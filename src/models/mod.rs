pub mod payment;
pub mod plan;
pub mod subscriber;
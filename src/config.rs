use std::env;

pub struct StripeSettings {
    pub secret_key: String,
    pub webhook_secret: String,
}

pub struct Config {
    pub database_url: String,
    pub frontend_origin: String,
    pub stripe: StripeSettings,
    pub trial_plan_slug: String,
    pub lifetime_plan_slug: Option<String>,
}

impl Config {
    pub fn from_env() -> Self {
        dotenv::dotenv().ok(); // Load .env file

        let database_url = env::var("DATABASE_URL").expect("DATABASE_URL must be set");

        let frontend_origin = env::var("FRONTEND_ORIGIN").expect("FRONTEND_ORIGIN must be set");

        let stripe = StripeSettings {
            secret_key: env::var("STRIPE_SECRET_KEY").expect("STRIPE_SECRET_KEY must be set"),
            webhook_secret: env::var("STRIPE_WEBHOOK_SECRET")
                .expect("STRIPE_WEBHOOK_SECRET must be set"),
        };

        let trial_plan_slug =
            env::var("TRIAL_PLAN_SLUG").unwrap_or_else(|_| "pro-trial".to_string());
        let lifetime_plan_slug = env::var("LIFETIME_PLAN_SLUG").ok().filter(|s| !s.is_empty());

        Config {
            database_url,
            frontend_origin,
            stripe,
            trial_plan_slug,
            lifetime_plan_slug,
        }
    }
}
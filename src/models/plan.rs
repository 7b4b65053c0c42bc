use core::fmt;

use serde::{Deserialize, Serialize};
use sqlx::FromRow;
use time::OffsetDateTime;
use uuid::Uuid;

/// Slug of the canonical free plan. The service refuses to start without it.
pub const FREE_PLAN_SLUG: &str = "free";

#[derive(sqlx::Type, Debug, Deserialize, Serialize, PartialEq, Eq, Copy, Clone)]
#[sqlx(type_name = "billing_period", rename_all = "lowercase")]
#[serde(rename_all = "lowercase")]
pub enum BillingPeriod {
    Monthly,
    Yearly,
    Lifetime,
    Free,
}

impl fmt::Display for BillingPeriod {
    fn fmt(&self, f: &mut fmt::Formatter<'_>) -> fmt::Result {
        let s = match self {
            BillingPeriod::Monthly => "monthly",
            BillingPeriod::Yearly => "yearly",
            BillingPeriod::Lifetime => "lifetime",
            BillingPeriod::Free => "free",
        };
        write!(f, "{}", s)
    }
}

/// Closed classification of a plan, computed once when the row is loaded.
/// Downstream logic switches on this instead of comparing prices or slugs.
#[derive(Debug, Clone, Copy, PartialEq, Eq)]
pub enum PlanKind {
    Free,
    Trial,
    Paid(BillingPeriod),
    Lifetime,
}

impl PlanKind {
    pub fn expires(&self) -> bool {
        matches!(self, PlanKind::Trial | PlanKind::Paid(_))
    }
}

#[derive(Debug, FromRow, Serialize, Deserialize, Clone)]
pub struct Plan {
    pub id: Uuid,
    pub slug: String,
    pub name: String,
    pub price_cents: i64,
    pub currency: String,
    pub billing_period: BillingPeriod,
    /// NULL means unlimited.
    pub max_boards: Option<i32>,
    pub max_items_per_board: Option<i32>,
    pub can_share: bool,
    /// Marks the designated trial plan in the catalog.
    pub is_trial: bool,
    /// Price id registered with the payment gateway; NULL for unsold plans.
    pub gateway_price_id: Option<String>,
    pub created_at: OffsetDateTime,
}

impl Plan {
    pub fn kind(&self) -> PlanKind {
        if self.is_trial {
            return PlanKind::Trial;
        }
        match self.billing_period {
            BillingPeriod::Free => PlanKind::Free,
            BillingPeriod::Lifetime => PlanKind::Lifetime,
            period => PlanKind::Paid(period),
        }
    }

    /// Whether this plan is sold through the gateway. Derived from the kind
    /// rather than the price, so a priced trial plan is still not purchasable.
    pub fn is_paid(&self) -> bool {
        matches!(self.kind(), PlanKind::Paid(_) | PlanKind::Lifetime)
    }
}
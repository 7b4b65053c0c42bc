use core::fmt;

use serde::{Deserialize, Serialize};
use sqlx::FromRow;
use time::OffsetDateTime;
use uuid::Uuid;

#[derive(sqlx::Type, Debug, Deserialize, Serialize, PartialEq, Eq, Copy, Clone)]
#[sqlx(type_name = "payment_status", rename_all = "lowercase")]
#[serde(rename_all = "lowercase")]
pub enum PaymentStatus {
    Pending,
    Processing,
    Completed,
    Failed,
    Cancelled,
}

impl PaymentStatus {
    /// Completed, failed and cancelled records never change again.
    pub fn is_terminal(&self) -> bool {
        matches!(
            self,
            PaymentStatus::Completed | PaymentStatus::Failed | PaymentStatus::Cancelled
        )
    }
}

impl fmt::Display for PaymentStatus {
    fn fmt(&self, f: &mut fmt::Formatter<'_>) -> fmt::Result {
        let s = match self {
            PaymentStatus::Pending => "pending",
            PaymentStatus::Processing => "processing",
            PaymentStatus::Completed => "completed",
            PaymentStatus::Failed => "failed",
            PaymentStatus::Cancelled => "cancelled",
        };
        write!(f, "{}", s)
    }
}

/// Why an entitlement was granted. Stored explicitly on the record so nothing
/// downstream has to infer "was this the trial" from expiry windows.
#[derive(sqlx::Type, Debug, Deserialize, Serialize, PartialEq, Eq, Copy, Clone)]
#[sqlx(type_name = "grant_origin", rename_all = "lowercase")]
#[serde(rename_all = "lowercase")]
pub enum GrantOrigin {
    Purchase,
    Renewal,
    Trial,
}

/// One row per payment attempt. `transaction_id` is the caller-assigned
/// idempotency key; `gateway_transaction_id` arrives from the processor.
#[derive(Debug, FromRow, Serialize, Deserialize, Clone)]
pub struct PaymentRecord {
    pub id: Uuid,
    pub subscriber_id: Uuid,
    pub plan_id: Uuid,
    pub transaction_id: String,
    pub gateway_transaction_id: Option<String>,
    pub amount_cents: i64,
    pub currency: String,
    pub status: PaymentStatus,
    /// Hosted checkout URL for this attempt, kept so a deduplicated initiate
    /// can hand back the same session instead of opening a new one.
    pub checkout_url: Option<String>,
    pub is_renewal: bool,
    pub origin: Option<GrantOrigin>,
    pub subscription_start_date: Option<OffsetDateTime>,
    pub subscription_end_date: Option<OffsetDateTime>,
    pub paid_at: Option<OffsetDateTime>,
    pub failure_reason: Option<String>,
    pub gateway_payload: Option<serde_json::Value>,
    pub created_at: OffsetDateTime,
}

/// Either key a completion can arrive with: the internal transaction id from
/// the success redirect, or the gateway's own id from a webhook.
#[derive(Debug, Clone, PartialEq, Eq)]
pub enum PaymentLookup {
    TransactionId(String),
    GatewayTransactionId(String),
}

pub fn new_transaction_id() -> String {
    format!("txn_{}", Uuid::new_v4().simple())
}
+++++
DIRECTIONS: Throughout the material above, report each line holding the word "Display".

RESPONSE TO THE TASK:
impl fmt::Display for BillingPeriod {
impl fmt::Display for PaymentStatus {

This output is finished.